Segment Start: THE INPUT

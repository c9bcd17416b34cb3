//! The per-block header grammar.
//!
//! Every block opens with a two-bit prefix:
//!
//! | prefix | meaning |
//! |--------|---------|
//! | `00`   | end of record |
//! | `01`   | trailing partial block, followed by a 6-bit byte count |
//! | `10`   | uncompressed block |
//! | `11`   | compressed block |
//!
//! Compressed headers continue with the operation code and packed width, and
//! when mixed block sizing is on both data prefixes carry a 2-bit size field
//! (`01` for 4K, anything else reads as 64). The predictor-specific side data
//! that follows is owned by the encoder and decoder, not by this module.

use crate::io::{BitSink, BitSource};
use crate::{Align, Result, BIG_BLOCK, SMALL_BLOCK};

const EOR: u16 = 0;
const LAST: u16 = 1;
const UNCOMPRESSED: u16 = 2;
const COMPRESSED: u16 = 3;

// Operation codes carried by compressed headers. They name the inverse the
// decoder applies, not the predictor that produced the block.
pub(crate) const NO_PROC: u8 = 0;
pub(crate) const SIGN_SHIFT_PROC: u8 = 1;
pub(crate) const SIGN_SHIFT_ADD_PROC: u8 = 2;
pub(crate) const ADD_PROC: u8 = 3;
pub(crate) const BIN_EXPAND_PROC: u8 = 4;
pub(crate) const TOP_EXPAND_PROC: u8 = 6;

/// Width of the symbol-count field in binned block headers.
pub(crate) const NUM_SYMS_BITS_SMALL: u32 = 4;
pub(crate) const NUM_SYMS_BITS_BIG: u32 = 6;

/// Writes the header for a data block. `op` is `None` for an uncompressed
/// block; a short trailing block always goes out through the `01` prefix
/// with its explicit byte count.
pub(crate) fn write_block_header(
    sink: &mut BitSink,
    op: Option<u8>,
    bitln: u8,
    blk_size: usize,
    mixed: bool,
) {
    let is_big = blk_size == BIG_BLOCK;
    match op {
        None => {
            if blk_size != SMALL_BLOCK && !is_big {
                sink.append(LAST, 2);
                sink.append(blk_size as u16, 6);
            } else {
                sink.append(UNCOMPRESSED, 2);
                if mixed {
                    sink.append(if is_big { 1 } else { 0 }, 2);
                }
            }
        }
        Some(code) => {
            sink.append(COMPRESSED, 2);
            if mixed {
                sink.append(if is_big { 1 } else { 0 }, 2);
            }
            sink.append(code as u16, 3);
            // A width of 8 goes out as the reserved code 0.
            sink.append(if bitln == 8 { 0 } else { bitln as u16 }, 3);
        }
    }
}

/// Terminates the stream: the end-of-record prefix, optional zero padding up
/// to the requested alignment, and the accumulator flush that byte-aligns the
/// tail. The padding bits are all zero, so anything reading past the marker
/// keeps seeing end-of-record headers.
pub(crate) fn write_eor(sink: &mut BitSink, align: Align) {
    sink.append(EOR, 2);
    if let Some(boundary) = align.byte_boundary() {
        let bits = sink.bits_written();
        let pad_bits = (8 - bits % 8) % 8;
        let bytes_in_buf = (bits + 7) / 8;
        let pad_bytes = (boundary - bytes_in_buf % boundary) % boundary;
        sink.append(0, pad_bits as u32);
        for _ in 0..pad_bytes {
            sink.append(0, 8);
        }
    }
    sink.flush();
}

/// A parsed block header. Side data and payload still sit in the source
/// when this returns.
pub(crate) struct BlockHeader {
    pub eor: bool,
    pub compressed: bool,
    /// Operation code; only meaningful when `compressed` is set.
    pub op: u8,
    /// Packed symbol width from the wire, with 0 standing for 8.
    pub bitln: u8,
    pub blk_size: usize,
    /// The payload is dual-length encoded and a bitmap follows the side data.
    pub dual: bool,
}

/// Parses one block header. `mixed` and `dual_en` must match the encoder's
/// configuration; neither is recorded in the stream.
pub(crate) fn read_block_header(
    source: &mut BitSource,
    mixed: bool,
    dual_en: bool,
) -> Result<BlockHeader> {
    let mut header = BlockHeader {
        eor: false,
        compressed: false,
        op: 0,
        bitln: 8,
        blk_size: SMALL_BLOCK,
        dual: false,
    };

    match source.consume(2)? {
        EOR => {
            header.eor = true;
            return Ok(header);
        }
        LAST => {
            header.blk_size = source.consume(6)? as usize;
            return Ok(header);
        }
        prefix => {
            if mixed {
                header.blk_size = if source.consume(2)? == 1 {
                    BIG_BLOCK
                } else {
                    SMALL_BLOCK
                };
            }
            if prefix == UNCOMPRESSED {
                return Ok(header);
            }
        }
    }

    header.compressed = true;
    header.op = source.consume(3)? as u8;
    header.bitln = source.consume(3)? as u8;
    if dual_en {
        header.dual = source.consume(2)? != 0;
        if header.dual {
            // Total payload bit length, emitted for hardware decoders. The
            // bitmap already determines every symbol width, so the value is
            // skipped here.
            source.consume(10)?;
        }
    }
    Ok(header)
}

Segment End: THE INPUT

[TASK ITEM]
Check every line of the material for the string "const" and give the number of lines that have it, without anything else.

[RESULT]
12